WORK REQUEST
Once you find the line containing "the solved crossword" in the data below, copy it and each following line exactly, up to and including the line containing "mod rendering;", and nothing else.

━━━ SUPPLIED RECORDS

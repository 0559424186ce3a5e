//! Embedded clue table
//!
//! Clue content compiled into the binary at build time.

// Include generated clue table from build script
include!(concat!(env!("OUT_DIR"), "/clues.rs"));
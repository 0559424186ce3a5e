//! Clueboard
//!
//! A crossword-style clue guessing game: pick a clue, type an answer, and watch
//! the crossword fill in as clues are solved.
//!
//! # Quick Start
//!
//! ```rust
//! use clueboard::board::{BoardConfig, ClueBoard, SubmitOutcome};
//! use clueboard::content::builtin;
//! use clueboard::core::ClueId;
//!
//! let mut board = ClueBoard::new(builtin().unwrap(), BoardConfig::default());
//! let paris = ClueId::new(0);
//!
//! board.select_clue(paris);
//! board.edit_guess(paris, " Paris ");
//! assert_eq!(board.submit_guess(paris), SubmitOutcome::Solved { newly: true });
//! assert!(!board.check_win());
//! ```

// Core domain types
pub mod core;

// Clue selection and validation state machine
pub mod board;

// Clue tables
pub mod content;

// Reveal grid derivation
pub mod reveal;

// Command implementations
pub mod commands;

// Terminal output formatting
pub mod output;

// Interactive TUI interface
pub mod interactive;

pub mod error;
pub mod logging;
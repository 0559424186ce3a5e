//! Clue listing command
//!
//! Groups the clue set into its display sections.

use crate::core::{ClueSet, Direction};

/// One line of the listing
pub struct ClueLine {
    pub number: usize,
    pub prompt: String,
    pub answer: Option<String>,
}

/// Clues grouped by direction, vertical section first
pub struct ClueListing {
    pub sections: Vec<(Direction, Vec<ClueLine>)>,
    pub total: usize,
}

/// List the clues, optionally with their answers
#[must_use]
pub fn list_clues(clues: &ClueSet, show_answers: bool) -> ClueListing {
    let sections = Direction::ALL
        .into_iter()
        .map(|direction| {
            let lines = clues
                .by_direction(direction)
                .map(|clue| ClueLine {
                    number: clue.id().number(),
                    prompt: clue.prompt().to_string(),
                    answer: show_answers.then(|| clue.display_answer()),
                })
                .collect();
            (direction, lines)
        })
        .collect();

    ClueListing {
        sections,
        total: clues.len(),
    }
}

#[cfg(test)]
mod tests {
    use super::*;
    use crate::content::builtin;

    #[test]
    fn listing_groups_by_direction() {
        let listing = list_clues(&builtin().unwrap(), false);

        assert_eq!(listing.total, 5);
        assert_eq!(listing.sections[0].0, Direction::Vertical);
        assert_eq!(listing.sections[1].0, Direction::Horizontal);

        let numbers: Vec<usize> = listing.sections[1].1.iter().map(|l| l.number).collect();
        assert_eq!(numbers, [3, 4, 5]);
        assert!(
            listing
                .sections
                .iter()
                .flat_map(|(_, lines)| lines)
                .all(|l| l.answer.is_none())
        );
    }

    #[test]
    fn listing_with_answers() {
        let listing = list_clues(&builtin().unwrap(), true);
        let first = &listing.sections[0].1[0];

        assert_eq!(first.number, 1);
        assert_eq!(first.prompt, "Capital da França.");
        assert_eq!(first.answer.as_deref(), Some("PARIS"));
    }
}
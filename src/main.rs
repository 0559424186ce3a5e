//! Clueboard - CLI
//!
//! Crossword clue game with TUI and line-based modes.

use anyhow::Result;
use clap::{Parser, Subcommand};
use clueboard::{
    board::{BoardConfig, ClueBoard, EmptyAnswerPolicy},
    commands::{list_clues, run_simple, solve_all},
    content::{builtin, loader::load_from_file},
    core::ClueSet,
    logging::{LogConfig, init_logging},
    output::{print_clue_listing, print_solve_result},
};
use std::path::PathBuf;

#[derive(Parser)]
#[command(
    name = "clueboard",
    about = "Crossword-style clue guessing game for the terminal",
    version,
    author
)]
struct Cli {
    #[command(subcommand)]
    command: Option<Commands>,

    /// Clues: 'builtin' (default) or path to a clue file (direction|answer|prompt per line)
    #[arg(short, long, global = true, default_value = "builtin")]
    clues: String,

    /// Blank answers: 'any' (default, every clue asks for an answer) or 'last' (only the last clue)
    #[arg(long, global = true, default_value = "any", value_parser = ["any", "last"])]
    empty_answer: String,

    /// Increase log verbosity (-v info, -vv debug, -vvv trace)
    #[arg(short, long, global = true, action = clap::ArgAction::Count)]
    verbose: u8,

    /// Write logs to this file (required to see logs in play mode)
    #[arg(long, global = true)]
    log_file: Option<PathBuf>,
}

#[derive(Subcommand)]
enum Commands {
    /// Interactive TUI mode (default)
    Play,

    /// Simple CLI mode (line-based game without TUI)
    Simple,

    /// List the clues
    Clues {
        /// Also print the answers
        #[arg(short, long)]
        answers: bool,
    },

    /// Show the solved crossword
    Solve {
        /// Show the grid after every answer
        #[arg(short, long)]
        steps: bool,
    },
}

/// Load clues based on the -c flag
fn load_clues(source: &str) -> Result<ClueSet> {
    let clues = match source {
        "builtin" => builtin()?,
        path => load_from_file(path)?,
    };
    Ok(clues)
}

fn main() -> Result<()> {
    let cli = Cli::parse();

    // Default to Play mode if no command given
    let command = cli.command.unwrap_or(Commands::Play);

    // The TUI owns the terminal; only log there when a file is given
    if cli.log_file.is_some() || !matches!(command, Commands::Play) {
        let config = LogConfig::from_verbosity(cli.verbose).with_log_file(cli.log_file.clone());
        init_logging(&config)?;
    }

    let clues = load_clues(&cli.clues)?;
    let config = BoardConfig::new(EmptyAnswerPolicy::from_name(&cli.empty_answer));
    tracing::info!(clues = clues.len(), source = %cli.clues, "clues loaded");

    match command {
        Commands::Play => run_play_command(clues, config),
        Commands::Simple => run_simple(ClueBoard::new(clues, config)),
        Commands::Clues { answers } => {
            print_clue_listing(&list_clues(&clues, answers));
            Ok(())
        }
        Commands::Solve { steps } => {
            print_solve_result(&solve_all(&clues, config, '·'), steps);
            Ok(())
        }
    }
}

fn run_play_command(clues: ClueSet, config: BoardConfig) -> Result<()> {
    use clueboard::interactive::{App, run_tui};

    let app = App::new(ClueBoard::new(clues, config));
    run_tui(app)
}
//! Interactive TUI interface

pub mod app;
mod rendering;

pub use app::{App, run_tui};
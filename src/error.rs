//! Crate error types

use std::io;
use std::path::PathBuf;
use thiserror::Error;

/// Errors raised while loading or validating a clue table
#[derive(Debug, Error)]
pub enum ContentError {
    #[error("failed to read clue file {}: {source}", path.display())]
    Io {
        path: PathBuf,
        #[source]
        source: io::Error,
    },

    #[error("line {line}: expected 'direction|answer|prompt', got '{text}'")]
    Malformed { line: usize, text: String },

    #[error("line {line}: unknown direction '{direction}' (use H or V)")]
    UnknownDirection { line: usize, direction: String },

    #[error("line {line}: answer is empty")]
    EmptyAnswer { line: usize },

    #[error("line {line}: answer '{answer}' must be a single word")]
    AnswerWhitespace { line: usize, answer: String },

    #[error("line {line}: prompt is empty")]
    EmptyPrompt { line: usize },

    #[error("line {line}: answer '{answer}' appears more than once")]
    DuplicateAnswer { line: usize, answer: String },

    #[error("clue table contains no clues")]
    NoClues,
}

pub type Result<T> = std::result::Result<T, ContentError>;
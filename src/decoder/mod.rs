//! Format decoders and the extension-driven factory that selects them.
//!
//! Each decoder owns its [`Stream`] for the duration of one file and is
//! drained by repeatedly calling [`Decoder::step`] until it returns
//! `Ok(0)` (clean end of stream) or an error. The engine has no
//! format-specific branches outside the factory.

use std::collections::HashMap;
use std::path::Path;

use tracing::debug;

use crate::error::DecodeError;
use crate::stream::OpenMode;

pub mod flac;
pub mod mp3;
pub mod vorbis;
pub mod wavpack;

/// One end-to-end validator for a single open file.
pub trait Decoder {
    /// Advances by one unit (a frame, a block, or a sample chunk,
    /// depending on the format). `Ok(0)` means the stream was drained
    /// cleanly and the file passed.
    fn step(&mut self) -> Result<u64, DecodeError>;

    /// Total units the stream declares, used as the progress denominator.
    /// Zero when the stream does not declare a total.
    fn total_units(&self) -> u64;
}

#[derive(Debug, Clone, Copy, PartialEq, Eq, Hash)]
pub enum Format {
    Flac,
    Mp3,
    WavPack,
    Vorbis,
}

impl Format {
    pub fn name(self) -> &'static str {
        match self {
            Format::Flac => "FLAC",
            Format::Mp3 => "MP3",
            Format::WavPack => "WavPack",
            Format::Vorbis => "Ogg-Vorbis",
        }
    }
}

/// Maps filenames to decoder variants and constructs ready-to-drain
/// decoders. The extension table is fixed at construction.
pub struct DecoderFactory {
    extensions: HashMap<&'static str, Format>,
    mode: OpenMode,
}

impl DecoderFactory {
    pub fn new(mode: OpenMode) -> Self {
        let mut extensions = HashMap::new();
        for ext in ["flac", "fla"] {
            extensions.insert(ext, Format::Flac);
        }
        for ext in ["mp3", "mp2", "m2a"] {
            extensions.insert(ext, Format::Mp3);
        }
        extensions.insert("wv", Format::WavPack);
        extensions.insert("ogg", Format::Vorbis);
        DecoderFactory { extensions, mode }
    }

    pub fn mode(&self) -> OpenMode {
        self.mode
    }

    /// Classifies by the last extension segment of the filename,
    /// case-insensitive. `None` means unsupported.
    pub fn classify(&self, path: &Path) -> Option<Format> {
        let ext = path.extension()?.to_str()?.to_ascii_lowercase();
        self.extensions.get(ext.as_str()).copied()
    }

    pub fn is_supported(&self, path: &Path) -> bool {
        self.classify(path).is_some()
    }

    /// Constructs the stream and runs the decoder's open sequence (header
    /// parse, metadata pre-read). Returns a ready-to-drain decoder.
    pub fn open(&self, path: &Path) -> Result<Box<dyn Decoder>, DecodeError> {
        let Some(format) = self.classify(path) else {
            return Err(DecodeError::Unsupported);
        };
        debug!(path = %path.display(), format = format.name(), "opening decoder");
        match format {
            Format::Flac => Ok(Box::new(flac::FlacDecoder::open(path, self.mode)?)),
            Format::Mp3 => Ok(Box::new(mp3::Mp3Decoder::open(path, self.mode)?)),
            Format::WavPack => Ok(Box::new(wavpack::WavPackDecoder::open(path, self.mode)?)),
            Format::Vorbis => Ok(Box::new(vorbis::VorbisDecoder::open(path, self.mode)?)),
        }
    }
}
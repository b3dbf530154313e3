//! WavPack residual entropy coding.
//!
//! Residuals are coded against three adaptive medians per channel: the
//! median bucket is sent as a modified unary count whose parity pre-announces
//! whether the next bucket is zero (so one code can absorb its neighbor's
//! delimiter), the position inside the bucket as a truncated binary code,
//! and the sign last. Runs of zero samples collapse into an Elias-gamma
//! count once the medians decay below two.

/// Maximum consecutive ones in a bucket code before the escape.
pub(crate) const LIMIT_ONES: u32 = 16;

const DIV: [u32; 3] = [128, 64, 32];

pub(crate) fn get_med(medians: &[u32; 3], n: usize) -> u32 {
    (medians[n] >> 4) + 1
}

pub(crate) fn inc_med(medians: &mut [u32; 3], n: usize) {
    medians[n] += (medians[n] + DIV[n]) / DIV[n] * 5;
}

pub(crate) fn dec_med(medians: &mut [u32; 3], n: usize) {
    medians[n] = medians[n].saturating_sub((medians[n] + DIV[n] - 2) / DIV[n] * 2);
}

/// log2 lookup expansion used for the stored entropy medians and
/// decorrelation history samples.
pub(crate) fn wp_exp2s(log: i32) -> i32 {
    if log < 0 {
        return -wp_exp2s(-log);
    }
    let value = exp2_byte((log & 0xff) as u8) | 0x100;
    let log = log >> 8;
    if log <= 9 {
        (value >> (9 - log)) as i32
    } else {
        (value as i64) .checked_shl((log - 9) as u32)
            .map(|v| v as i32)
            .unwrap_or(i32::MAX)
    }
}

fn exp2_byte(i: u8) -> u32 {
    ((f64::from(i) / 256.0).exp2() * 256.0 - 256.0).round() as u32
}

/// LSB-first bit reader over one block's bitstream sub-block.
pub(crate) struct BitReader<'a> {
    data: &'a [u8],
    byte: usize,
    bit: u32,
}

impl<'a> BitReader<'a> {
    pub(crate) fn new(data: &'a [u8]) -> Self {
        BitReader { data, byte: 0, bit: 0 }
    }

    pub(crate) fn get_bit(&mut self) -> Option<u32> {
        let byte = *self.data.get(self.byte)?;
        let bit = (u32::from(byte) >> self.bit) & 1;
        self.bit += 1;
        if self.bit == 8 {
            self.bit = 0;
            self.byte += 1;
        }
        Some(bit)
    }

    pub(crate) fn get_bits(&mut self, count: u32) -> Option<u32> {
        let mut value = 0u32;
        for i in 0..count {
            value |= self.get_bit()? << i;
        }
        Some(value)
    }
}

/// Per-block residual decoder state.
pub(crate) struct WordsDecoder<'a> {
    pub(crate) bits: BitReader<'a>,
    pub(crate) medians: [[u32; 3]; 2],
    holding_one: bool,
    holding_zero: bool,
    zeros_acc: u32,
}

impl<'a> WordsDecoder<'a> {
    pub(crate) fn new(bits: BitReader<'a>, medians: [[u32; 3]; 2]) -> Self {
        WordsDecoder { bits, medians, holding_one: false, holding_zero: false, zeros_acc: 0 }
    }

    /// Elias-gamma-style count: unary bit length, then the low bits
    /// LSB-first under an implicit top bit.
    fn read_egc(&mut self) -> Option<u32> {
        let mut cbits = 0u32;
        while cbits < 33 && self.bits.get_bit()? == 1 {
            cbits += 1;
        }
        if cbits == 33 {
            return None;
        }
        if cbits < 2 {
            return Some(cbits);
        }
        let mut value = self.bits.get_bits(cbits - 1)?;
        value |= 1 << (cbits - 1);
        Some(value)
    }

    /// The modified unary bucket count. A pending held zero yields bucket
    /// zero without touching the bitstream; otherwise the raw count is
    /// halved, with its parity latching the holding state for the next
    /// code.
    fn read_bucket(&mut self) -> Option<u32> {
        if self.holding_zero {
            self.holding_zero = false;
            return Some(0);
        }
        let mut raw = 0u32;
        while raw < LIMIT_ONES + 1 && self.bits.get_bit()? == 1 {
            raw += 1;
        }
        if raw == LIMIT_ONES + 1 {
            return None;
        }
        if raw == LIMIT_ONES {
            raw = LIMIT_ONES + self.read_egc()?;
        }
        let count = if self.holding_one { (raw >> 1) + 1 } else { raw >> 1 };
        self.holding_one = raw & 1 != 0;
        self.holding_zero = !self.holding_one;
        Some(count)
    }

    /// Truncated binary code in `0..=maxcode`.
    fn read_code(&mut self, maxcode: u32) -> Option<u32> {
        let bitcount = 32 - maxcode.leading_zeros();
        if bitcount == 0 {
            return Some(0);
        }
        let extras = ((1u64 << bitcount) - u64::from(maxcode) - 1) as u32;
        let mut code = self.bits.get_bits(bitcount - 1)?;
        if code >= extras {
            code = (code << 1) - extras + self.bits.get_bit()?;
        }
        Some(code)
    }

    /// Decodes the next residual for `channel` (0 or 1; always 0 in mono).
    pub(crate) fn get_sample(&mut self, channel: usize, mono: bool) -> Option<i32> {
        if self.medians[0][0] < 2
            && (mono || self.medians[1][0] < 2)
            && !self.holding_one
            && !self.holding_zero
        {
            if self.zeros_acc > 0 {
                self.zeros_acc -= 1;
                if self.zeros_acc > 0 {
                    return Some(0);
                }
            } else {
                let run = self.read_egc()?;
                if run > 0 {
                    self.zeros_acc = run;
                    self.medians = [[0; 3]; 2];
                    return Some(0);
                }
            }
        }

        let bucket = self.read_bucket()?;
        let medians = &mut self.medians[channel];
        let (low, maxcode) = match bucket {
            0 => {
                let maxcode = get_med(medians, 0) - 1;
                dec_med(medians, 0);
                (0, maxcode)
            }
            1 => {
                let low = get_med(medians, 0);
                let maxcode = get_med(medians, 1) - 1;
                inc_med(medians, 0);
                dec_med(medians, 1);
                (low, maxcode)
            }
            2 => {
                let low = get_med(medians, 0) + get_med(medians, 1);
                let maxcode = get_med(medians, 2) - 1;
                inc_med(medians, 0);
                inc_med(medians, 1);
                dec_med(medians, 2);
                (low, maxcode)
            }
            n => {
                let step = get_med(medians, 2);
                let low = (get_med(medians, 0) + get_med(medians, 1))
                    .wrapping_add((n - 2).wrapping_mul(step));
                inc_med(medians, 0);
                inc_med(medians, 1);
                inc_med(medians, 2);
                (low, step - 1)
            }
        };
        let value = low.wrapping_add(self.read_code(maxcode)?);
        let sign = self.bits.get_bit()?;
        Some(if sign == 1 { !(value as i32) } else { value as i32 })
    }
}

#[cfg(test)]
mod tests {
    use super::super::testenc::{encode_residuals, BitWriter};
    use super::*;

    fn roundtrip(residuals: &[i32], mono: bool) {
        let bytes = encode_residuals(residuals, mono);
        let mut decoder = WordsDecoder::new(BitReader::new(&bytes), [[0; 3]; 2]);
        let channels = if mono { 1 } else { 2 };
        for (i, &expected) in residuals.iter().enumerate() {
            let got = decoder.get_sample(i % channels, mono);
            assert_eq!(got, Some(expected), "sample {i} of {residuals:?}");
        }
    }

    #[test]
    fn bit_reader_is_lsb_first() {
        let mut bits = BitReader::new(&[0b1010_0110, 0xFF]);
        assert_eq!(bits.get_bits(4), Some(0b0110));
        assert_eq!(bits.get_bit(), Some(0));
        assert_eq!(bits.get_bits(5), Some(0b11101));
        assert_eq!(bits.get_bits(6), Some(0b111111));
        assert_eq!(bits.get_bit(), None);
    }

    #[test]
    fn exhausted_stream_is_an_error() {
        let mut decoder = WordsDecoder::new(BitReader::new(&[]), [[99; 3]; 2]);
        assert_eq!(decoder.get_sample(0, true), None);
    }

    #[test]
    fn exp2_fixed_point_anchors() {
        // The stored log is 8.8 fixed point with the integer part holding
        // the bit length, so log 0x100 maps to 1 and each 0x100 doubles.
        assert_eq!(wp_exp2s(0), 0);
        assert_eq!(wp_exp2s(0x100), 1);
        assert_eq!(wp_exp2s(0x200), 2);
        assert_eq!(wp_exp2s(0x700), 64);
        assert_eq!(wp_exp2s(-0x100), -1);
    }

    #[test]
    fn small_residuals_roundtrip() {
        roundtrip(&[0, 1, -1, 2, -2, 3, -3, 0, 0, 1], true);
        roundtrip(&[5, -4, 3, -2, 1, 0, -1, 2, -3, 4, -5, 6], false);
    }

    #[test]
    fn zero_runs_roundtrip() {
        roundtrip(&[0; 40], true);
        let mut mixed = vec![0i32; 17];
        mixed.push(7);
        mixed.extend([0; 9]);
        mixed.push(-7);
        mixed.extend([0; 3]);
        roundtrip(&mixed, true);
        // Stereo run with both channels silent, then a burst.
        let mut stereo = vec![0i32; 24];
        stereo.extend([12, -12, 11, -11]);
        roundtrip(&stereo, false);
    }

    #[test]
    fn large_residuals_take_the_escape() {
        roundtrip(&[40_000, -40_000, 123_456, -1, 0, 65_535], true);
        roundtrip(&[1_000_000, -1_000_000], false);
    }

    #[test]
    fn adaptive_medians_roundtrip() {
        // A long alternating pattern drives the medians up and down.
        let mut data = Vec::new();
        for i in 0..200i32 {
            data.push((i % 17) * if i % 2 == 0 { 1 } else { -1 });
        }
        roundtrip(&data, true);
        roundtrip(&data, false);
    }

    #[test]
    fn bit_writer_mirrors_reader() {
        let mut writer = BitWriter::new();
        writer.put_bits(0b0110, 4);
        writer.put_bit(0);
        writer.put_bits(0b11101, 5);
        let bytes = writer.finish();
        let mut bits = BitReader::new(&bytes);
        assert_eq!(bits.get_bits(4), Some(0b0110));
        assert_eq!(bits.get_bit(), Some(0));
        assert_eq!(bits.get_bits(5), Some(0b11101));
    }
}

━━━━━━

OUTPUT BELOW
    /// Show the solved crossword
    Solve {
        /// Show the grid after every answer
        #[arg(short, long)]
        steps: bool,
    },
}

/// Load clues based on the -c flag
fn load_clues(source: &str) -> Result<ClueSet> {
    let clues = match source {
        "builtin" => builtin()?,
        path => load_from_file(path)?,
    };
    Ok(clues)
}

fn main() -> Result<()> {
    let cli = Cli::parse();

    // Default to Play mode if no command given
    let command = cli.command.unwrap_or(Commands::Play);

    // The TUI owns the terminal; only log there when a file is given
    if cli.log_file.is_some() || !matches!(command, Commands::Play) {
        let config = LogConfig::from_verbosity(cli.verbose).with_log_file(cli.log_file.clone());
        init_logging(&config)?;
    }

    let clues = load_clues(&cli.clues)?;
    let config = BoardConfig::new(EmptyAnswerPolicy::from_name(&cli.empty_answer));
    tracing::info!(clues = clues.len(), source = %cli.clues, "clues loaded");

    match command {
        Commands::Play => run_play_command(clues, config),
        Commands::Simple => run_simple(ClueBoard::new(clues, config)),
        Commands::Clues { answers } => {
            print_clue_listing(&list_clues(&clues, answers));
            Ok(())
        }
        Commands::Solve { steps } => {
            print_solve_result(&solve_all(&clues, config, '·'), steps);
            Ok(())
        }
    }
}

fn run_play_command(clues: ClueSet, config: BoardConfig) -> Result<()> {
    use clueboard::interactive::{App, run_tui};

    let app = App::new(ClueBoard::new(clues, config));
    run_tui(app)
}
//! Interactive TUI interface

pub mod app;
mod rendering;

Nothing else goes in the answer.